**Record set:**
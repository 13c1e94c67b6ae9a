//! Download Manager for Dark Browser.
//!
//! Tracks downloads handed over by the render engine through their lifecycle,
//! keeps the live engine handles of running downloads and persists finished
//! downloads to a JSON history file.

use std::collections::HashMap;
use std::fs;
use std::path::{Path, PathBuf};

use tracing::{debug, info, warn};
use uuid::Uuid;

use crate::host::{DownloadHandle, NotificationSink};
use crate::services::settings_engine::SharedSettings;
use crate::types::download::{DownloadRecord, DownloadState, EngineDownloadState, Severity};
use crate::types::errors::DownloadError;

/// Name used when the engine offers nothing usable as a file name.
const FALLBACK_NAME: &str = "download";

/// Strips any directory part from an engine-supplied name so the file lands
/// directly in the download folder.
fn bare_file_name(name: &str) -> String {
    Path::new(name)
        .file_name()
        .and_then(|n| n.to_str())
        .filter(|n| !n.is_empty())
        .unwrap_or(FALLBACK_NAME)
        .to_string()
}

/// Trait defining the user-facing download operations.
pub trait DownloadManagerTrait {
    fn pause(&mut self, id: &str) -> Result<(), DownloadError>;
    fn resume(&mut self, id: &str) -> Result<(), DownloadError>;
    fn cancel(&mut self, id: &str) -> Result<(), DownloadError>;
    fn remove(&mut self, id: &str) -> Result<(), DownloadError>;
    fn show(&self, id: &str) -> Result<PathBuf, DownloadError>;
    fn list(&self) -> &[DownloadRecord];
    fn get(&self, id: &str) -> Option<&DownloadRecord>;
}

/// Download manager with an in-memory record list and JSON history.
pub struct DownloadManager {
    records: Vec<DownloadRecord>,
    handles: HashMap<String, Box<dyn DownloadHandle>>,
    history_path: PathBuf,
    download_dir: PathBuf,
    sink: Box<dyn NotificationSink>,
    settings: SharedSettings,
}

impl DownloadManager {
    pub fn new(
        history_path: PathBuf,
        download_dir: PathBuf,
        sink: Box<dyn NotificationSink>,
        settings: SharedSettings,
    ) -> Self {
        let records = load_history(&history_path);
        debug!(count = records.len(), path = %history_path.display(), "Loaded download history");
        Self {
            records,
            handles: HashMap::new(),
            history_path,
            download_dir,
            sink,
            settings,
        }
    }

    pub fn download_dir(&self) -> &Path {
        &self.download_dir
    }

    fn find_index(&self, id: &str) -> Result<usize, DownloadError> {
        self.records
            .iter()
            .position(|r| r.id == id)
            .ok_or_else(|| DownloadError::NotFound(id.to_string()))
    }

    fn invalid(&self, index: usize) -> DownloadError {
        let record = &self.records[index];
        DownloadError::InvalidTransition {
            id: record.id.clone(),
            state: record.state.as_str().to_string(),
        }
    }

    fn announce(&mut self, message: String, severity: Severity) {
        if self.settings.borrow().notifications_enabled() {
            self.sink.notify(&message, severity);
        }
        self.sink.downloads_changed();
    }

    fn save_history(&self) {
        if let Err(e) = write_history(&self.history_path, &self.records) {
            warn!(error = %e, "Download history could not be written");
        }
    }

    /// Moves a record into a terminal state, releasing its engine handle.
    fn finish(&mut self, index: usize, state: DownloadState) {
        let record = &mut self.records[index];
        record.state = state;
        if state == DownloadState::Completed && record.total_bytes.is_none() {
            record.total_bytes = Some(record.received_bytes);
        }
        let id = record.id.clone();
        let name = record.name.clone();
        self.handles.remove(&id);
        info!(id = %id, state = state.as_str(), "Download finished");
        self.save_history();

        let (message, severity) = match state {
            DownloadState::Completed => (format!("Download completed: {}", name), Severity::Success),
            DownloadState::Cancelled => (format!("Download cancelled: {}", name), Severity::Warning),
            DownloadState::Interrupted => (format!("Download interrupted: {}", name), Severity::Error),
            _ => (format!("Download failed: {}", name), Severity::Error),
        };
        self.announce(message, severity);
    }

    /// Registers a download offered by the engine and starts it.
    pub fn on_download_requested(
        &mut self,
        name: &str,
        total: Option<u64>,
        mut handle: Box<dyn DownloadHandle>,
    ) -> String {
        let id = Uuid::new_v4().to_string();
        let name = bare_file_name(name);
        let destination = self.download_dir.join(&name);
        self.records.insert(
            0,
            DownloadRecord {
                id: id.clone(),
                name: name.clone(),
                total_bytes: total,
                received_bytes: 0,
                state: DownloadState::Queued,
                destination_path: destination.clone(),
            },
        );

        handle.accept(&destination);
        self.handles.insert(id.clone(), handle);
        self.records[0].state = DownloadState::Downloading;
        info!(id = %id, name = %name, "Download started");
        self.announce(format!("Download started: {}", name), Severity::Success);
        id
    }

    /// Applies a progress report. Ignored unless the download is running.
    pub fn on_progress(&mut self, id: &str, received: u64, total: Option<u64>) {
        let Ok(index) = self.find_index(id) else {
            debug!(id, "Progress for unknown download");
            return;
        };
        let record = &mut self.records[index];
        if record.state != DownloadState::Downloading {
            return;
        }
        if let Some(total) = total {
            record.total_bytes = Some(total);
        }
        record.received_bytes = match record.total_bytes {
            Some(total) => received.min(total),
            None => received,
        };
        self.sink.downloads_changed();
    }

    /// Applies a state reported by the engine. Events for finished downloads
    /// are duplicates and ignored.
    pub fn on_state_changed(&mut self, id: &str, state: EngineDownloadState) {
        let Ok(index) = self.find_index(id) else {
            debug!(id, "State change for unknown download");
            return;
        };
        let current = self.records[index].state;
        if current.is_terminal() {
            debug!(id, state = current.as_str(), "Ignoring event for finished download");
            return;
        }
        let name = self.records[index].name.clone();
        match state {
            EngineDownloadState::InProgress => {
                if current == DownloadState::Paused {
                    self.records[index].state = DownloadState::Downloading;
                    self.announce(format!("Download resumed: {}", name), Severity::Info);
                }
            }
            EngineDownloadState::Paused => {
                if current == DownloadState::Downloading {
                    self.records[index].state = DownloadState::Paused;
                    self.announce(format!("Download paused: {}", name), Severity::Info);
                }
            }
            EngineDownloadState::Completed => self.finish(index, DownloadState::Completed),
            EngineDownloadState::Cancelled => self.finish(index, DownloadState::Cancelled),
            EngineDownloadState::Failed => self.finish(index, DownloadState::Failed),
            EngineDownloadState::Interrupted => self.finish(index, DownloadState::Interrupted),
        }
    }

    pub fn pause_all(&mut self) {
        let ids: Vec<String> = self
            .records
            .iter()
            .filter(|r| r.state == DownloadState::Downloading)
            .map(|r| r.id.clone())
            .collect();
        for id in ids {
            let _ = self.pause(&id);
        }
    }

    pub fn resume_all(&mut self) {
        let ids: Vec<String> = self
            .records
            .iter()
            .filter(|r| r.state == DownloadState::Paused)
            .map(|r| r.id.clone())
            .collect();
        for id in ids {
            let _ = self.resume(&id);
        }
    }

    /// True while any download is queued or transferring.
    pub fn has_active_downloads(&self) -> bool {
        self.records
            .iter()
            .any(|r| matches!(r.state, DownloadState::Queued | DownloadState::Downloading))
    }
}

impl DownloadManagerTrait for DownloadManager {
    fn pause(&mut self, id: &str) -> Result<(), DownloadError> {
        let index = self.find_index(id)?;
        if self.records[index].state != DownloadState::Downloading {
            return Err(self.invalid(index));
        }
        if let Some(handle) = self.handles.get_mut(id) {
            handle.pause();
        }
        self.records[index].state = DownloadState::Paused;
        let name = self.records[index].name.clone();
        self.announce(format!("Download paused: {}", name), Severity::Info);
        Ok(())
    }

    fn resume(&mut self, id: &str) -> Result<(), DownloadError> {
        let index = self.find_index(id)?;
        if self.records[index].state != DownloadState::Paused {
            return Err(self.invalid(index));
        }
        if let Some(handle) = self.handles.get_mut(id) {
            handle.resume();
        }
        self.records[index].state = DownloadState::Downloading;
        let name = self.records[index].name.clone();
        self.announce(format!("Download resumed: {}", name), Severity::Info);
        Ok(())
    }

    fn cancel(&mut self, id: &str) -> Result<(), DownloadError> {
        let index = self.find_index(id)?;
        if self.records[index].state.is_terminal() {
            return Err(self.invalid(index));
        }
        if let Some(handle) = self.handles.get_mut(id) {
            handle.cancel();
        }
        self.finish(index, DownloadState::Cancelled);
        Ok(())
    }

    /// Deletes a finished download from the history. The file stays on disk.
    fn remove(&mut self, id: &str) -> Result<(), DownloadError> {
        let index = self.find_index(id)?;
        if !self.records[index].state.is_terminal() {
            return Err(self.invalid(index));
        }
        self.records.remove(index);
        self.save_history();
        self.sink.downloads_changed();
        Ok(())
    }

    /// Folder containing the download's file.
    fn show(&self, id: &str) -> Result<PathBuf, DownloadError> {
        let index = self.find_index(id)?;
        let path = &self.records[index].destination_path;
        Ok(path
            .parent()
            .map(Path::to_path_buf)
            .unwrap_or_else(|| self.download_dir.clone()))
    }

    fn list(&self) -> &[DownloadRecord] {
        &self.records
    }

    fn get(&self, id: &str) -> Option<&DownloadRecord> {
        self.records.iter().find(|r| r.id == id)
    }
}

fn load_history(path: &Path) -> Vec<DownloadRecord> {
    let content = match fs::read_to_string(path) {
        Ok(c) => c,
        Err(_) => return Vec::new(),
    };
    match serde_json::from_str::<Vec<DownloadRecord>>(&content) {
        Ok(records) => records.into_iter().filter(|r| r.state.is_terminal()).collect(),
        Err(e) => {
            warn!(error = %e, path = %path.display(), "Download history is malformed, ignoring it");
            Vec::new()
        }
    }
}

fn write_history(path: &Path, records: &[DownloadRecord]) -> Result<(), DownloadError> {
    let finished: Vec<&DownloadRecord> = records.iter().filter(|r| r.state.is_terminal()).collect();
    let json = serde_json::to_string_pretty(&finished)
        .map_err(|e| DownloadError::PersistenceError(e.to_string()))?;
    if let Some(parent) = path.parent() {
        fs::create_dir_all(parent).map_err(|e| DownloadError::PersistenceError(e.to_string()))?;
    }
    let tmp = path.with_extension("json.tmp");
    fs::write(&tmp, json).map_err(|e| DownloadError::PersistenceError(e.to_string()))?;
    fs::rename(&tmp, path).map_err(|e| DownloadError::PersistenceError(e.to_string()))
}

**Activity:** Scan the entries above for the word "remove", then copy every line in which it occurs.

**Solution for this exercise:**
    fn remove(&mut self, id: &str) -> Result<(), DownloadError>;
        self.handles.remove(&id);
    fn remove(&mut self, id: &str) -> Result<(), DownloadError> {
        self.records.remove(index);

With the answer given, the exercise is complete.